Expanding on Putta’s comment and what the Post editorial board made a point of stating, there was this from Post columnist Robert McCartney back on November 11th:

“Evans has accomplished a great deal for the District in his 28 years on the council. An expert on finances, he played a key role in shepherding the city through the fiscal crisis of the 1990s. He was a leading advocate for building the baseball stadium that is home to the new World Series champions. Despite abundant criticism for his blunt and impolitic rhetoric as Metro board chairman, Evans helped focus the region’s attention on the need for dedicated funding for the transit system and aggressive steps to catch up on overdue maintenance.”

To this we can add other initiatives that have been of significant benefit to not just Ward 2 but neighborhoods across the city, such as ensuring the funding for the Main Streets initiative (and in Dupont, provide the service of the “Clean Team” to do what DPW doesn’t do). And it’s not just in Dupont that these Main Streets entities are bringing benefits to neighborhoods in Ward 2 and nearby as in Columbia Heights, as well as across the city.

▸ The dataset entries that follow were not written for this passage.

//! Per-value checks against the schema.

use manifest_model::{ContentIssue, FieldDescriptor, ManifestSchema, StructuredContent};

/// Check every stored value, returning the problems found.
///
/// A value that matches an allowed entry only when case is ignored is
/// rewritten to the allowed spelling.
pub fn check_values(schema: &ManifestSchema, content: &mut StructuredContent) -> Vec<ContentIssue> {
    let mut issues = Vec::new();
    for labware in &mut content.labwares {
        for (address, fields) in &mut labware.addresses {
            for (name, field) in &mut fields.fields {
                let Some(descriptor) = schema.get(name) else {
                    continue;
                };
                if descriptor.required && field.value.trim().is_empty() {
                    issues.push(ContentIssue::RequiredEmpty {
                        labware: labware.position,
                        address: address.clone(),
                        field: name.clone(),
                    });
                    continue;
                }
                if field.value.is_empty() {
                    continue;
                }
                if let Some(allowed) = &descriptor.allowed {
                    match canonical_value(descriptor, &field.value) {
                        Some(canonical) => field.value = canonical.to_string(),
                        None => issues.push(ContentIssue::ValueNotAllowed {
                            labware: labware.position,
                            address: address.clone(),
                            field: name.clone(),
                            value: field.value.clone(),
                            allowed: allowed.clone(),
                        }),
                    }
                }
            }
        }
    }
    issues
}

/// Allowed spelling of `value`, compared ignoring case.
fn canonical_value<'d>(descriptor: &'d FieldDescriptor, value: &str) -> Option<&'d str> {
    let value = value.to_lowercase();
    descriptor
        .allowed
        .as_deref()?
        .iter()
        .find(|candidate| candidate.to_lowercase() == value)
        .map(String::as_str)
}

#[cfg(test)]
mod tests {
    use manifest_model::{AddressContent, FieldValue};

    use super::*;

    fn content_with(field: &str, value: &str) -> StructuredContent {
        let mut content = StructuredContent::default();
        let mut address = AddressContent::default();
        address
            .fields
            .insert(field.to_string(), FieldValue::new(value));
        content
            .allocate("Labware 1")
            .addresses
            .insert("A:1".to_string(), address);
        content
    }

    fn gender_schema() -> ManifestSchema {
        ManifestSchema::new()
            .with_field(
                "gender",
                FieldDescriptor::new()
                    .required(true)
                    .with_allowed(["male", "female", "unknown"]),
            )
            .expect("schema")
    }

    #[test]
    fn allowed_value_is_canonicalised() {
        let mut content = content_with("gender", "FEMALE");
        let issues = check_values(&gender_schema(), &mut content);
        assert!(issues.is_empty());
        assert_eq!(
            content.labwares[0].addresses["A:1"].value("gender"),
            Some("female")
        );
    }

    #[test]
    fn unknown_value_is_reported() {
        let mut content = content_with("gender", "other");
        let issues = check_values(&gender_schema(), &mut content);
        assert_eq!(issues.len(), 1);
        assert_eq!(
            issues[0].message(),
            "The field gender needs to be one of the following: male, female, unknown."
        );
        assert_eq!(
            content.labwares[0].addresses["A:1"].value("gender"),
            Some("other")
        );
    }

    #[test]
    fn blank_required_value_is_reported_once() {
        let mut content = content_with("gender", "  ");
        let issues = check_values(&gender_schema(), &mut content);
        assert_eq!(
            issues,
            vec![ContentIssue::RequiredEmpty {
                labware: 0,
                address: "A:1".to_string(),
                field: "gender".to_string(),
            }]
        );
    }
}
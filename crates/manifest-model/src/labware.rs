use indexmap::IndexMap;
use serde::{Deserialize, Serialize};

/// Persisted contents of a labware: address -> field -> value.
pub type LabwareContents = IndexMap<String, IndexMap<String, String>>;

/// A target labware already registered for the manifest.
#[derive(Debug, Clone, Default, PartialEq, Eq, Serialize, Deserialize)]
pub struct Labware {
    pub id: String,
    #[serde(default, skip_serializing_if = "Option::is_none")]
    pub barcode: Option<String>,
    #[serde(default, skip_serializing_if = "Option::is_none")]
    pub supplier_plate_name: Option<String>,
    #[serde(default, skip_serializing_if = "Option::is_none")]
    pub contents: Option<LabwareContents>,
}

impl Labware {
    pub fn new(id: impl Into<String>) -> Self {
        Self {
            id: id.into(),
            ..Self::default()
        }
    }

    pub fn with_supplier_plate_name(mut self, name: impl Into<String>) -> Self {
        self.supplier_plate_name = Some(name.into());
        self
    }

    pub fn with_barcode(mut self, barcode: impl Into<String>) -> Self {
        self.barcode = Some(barcode.into());
        self
    }

    pub fn with_contents(mut self, contents: LabwareContents) -> Self {
        self.contents = Some(contents);
        self
    }

    /// Name shown to users: the supplier plate name, else the barcode.
    pub fn display_name(&self) -> Option<&str> {
        self.supplier_plate_name
            .as_deref()
            .or(self.barcode.as_deref())
    }
}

Perhaps Washington Blade opinion writer Mark Lee in his December 5th column best summed up the good in Jack Evans’ legacy:

“First elected in early 1991, Evans handily won re-election eight times as a politically moderate and business supportive legislator who championed LGBT issues long before everyone else did. He is credited with helping pull the city out of its bleak period of bankruptcy and federal control from 1995 through 2001, fostering the economic growth of the city, shepherding most major downtown development projects involving government participation, and taking a dim view of squandered monies and wasteful spending.

“In an era when seeking public office produces fewer credible takers, attracts lesser talents, and often solicits those who’ve done little else, politicians like Evans aren’t likely to frequently appear. Some will cheer that, no doubt, but Washington is better for having had benefit of his service.”